Having been a consultant to the federal government for a number of years, it was hard to not hear about Edward Tufte. The style of communication used by government consultants and their clients (particularly the military) are anathema to the longtime information design,data viz luminary. So when I was at Booz Allen, my team used to think about his perspective as a counterpoint to how we built data visualization products.

Today, I had the privilege of attending one of Tufte’s training sessions in person. I along with a few hundred other folks gathered in a hotel ballroom for a 6 hour tour of his many books and theories. 

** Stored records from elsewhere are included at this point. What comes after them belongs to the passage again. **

use crate::domain::timeframe::Timeframe;
use anyhow::{Result, anyhow};
use chrono::{DateTime, Utc};
use serde::{Deserialize, Serialize};
use std::fmt;
use std::str::FromStr;

#[derive(Debug, Clone, Copy, PartialEq, Eq, Serialize, Deserialize)]
#[serde(rename_all = "lowercase")]
pub enum TaskStatus {
    Pending,
    Running,
    Completed,
    Failed,
    Skipped,
}

impl TaskStatus {
    pub fn is_terminal(&self) -> bool {
        matches!(
            self,
            TaskStatus::Completed | TaskStatus::Failed | TaskStatus::Skipped
        )
    }
}

impl FromStr for TaskStatus {
    type Err = anyhow::Error;

    fn from_str(s: &str) -> Result<Self> {
        match s.to_lowercase().as_str() {
            "pending" => Ok(TaskStatus::Pending),
            "running" => Ok(TaskStatus::Running),
            "completed" => Ok(TaskStatus::Completed),
            "failed" => Ok(TaskStatus::Failed),
            "skipped" => Ok(TaskStatus::Skipped),
            _ => Err(anyhow!("Invalid task status: '{}'", s)),
        }
    }
}

impl fmt::Display for TaskStatus {
    fn fmt(&self, f: &mut fmt::Formatter<'_>) -> fmt::Result {
        let s = match self {
            TaskStatus::Pending => "pending",
            TaskStatus::Running => "running",
            TaskStatus::Completed => "completed",
            TaskStatus::Failed => "failed",
            TaskStatus::Skipped => "skipped",
        };
        write!(f, "{}", s)
    }
}

/// Identity of one unit of work. Unique per execution.
#[derive(Debug, Clone, PartialEq, Eq, Hash, Serialize, Deserialize)]
pub struct TaskKey {
    pub execution_id: String,
    pub strategy_id: i64,
    pub timeframe: Timeframe,
}

impl TaskKey {
    /// Filesystem-safe identity used for snapshot and journal filenames.
    pub fn file_stem(&self) -> String {
        format!("{}_{}", self.strategy_id, self.timeframe)
    }
}

impl fmt::Display for TaskKey {
    fn fmt(&self, f: &mut fmt::Formatter<'_>) -> fmt::Result {
        write!(
            f,
            "{}/{}@{}",
            self.execution_id, self.strategy_id, self.timeframe
        )
    }
}

/// One `(execution, strategy, timeframe)` row of the analysis store.
/// Mutated only by its owning worker, except for cancellation.
#[derive(Debug, Clone, Serialize, Deserialize)]
pub struct AnalysisTask {
    pub key: TaskKey,
    pub status: TaskStatus,
    pub created_at: DateTime<Utc>,
    pub started_at: Option<DateTime<Utc>>,
    pub completed_at: Option<DateTime<Utc>>,
    pub error_message: Option<String>,
    pub retry_count: u32,
}

impl AnalysisTask {
    pub fn pending(key: TaskKey, now: DateTime<Utc>) -> Self {
        Self {
            key,
            status: TaskStatus::Pending,
            created_at: now,
            started_at: None,
            completed_at: None,
            error_message: None,
            retry_count: 0,
        }
    }
}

He’s got awesome points. Let me summarize some that will be pertinent to this blog post:

1) Humans have a good vision system. So we shouldn’t hide data (especially related data) behind hierarchical layers. Rather, data should all be displayed on a single canvas where readers can delve into it and digest it with speed. If data points are related, then that relationship can be called out by allowing the data to share space. To emphasize these points he contrasted the National Weather Service’s local forecast website with most corporate websites (using an XKCD comic to underline his point). 
The NWS uses simple, intuitive dumps of data, and they plop it all on one page, whereas many websites would hide this amount of info behind layers and layers that “disrupt the signal.” As Tufte puts it in one of his books:  

“Visual reasoning usually works more effectively when the relevant evidence is shown adjacent in space within our eyespan.” 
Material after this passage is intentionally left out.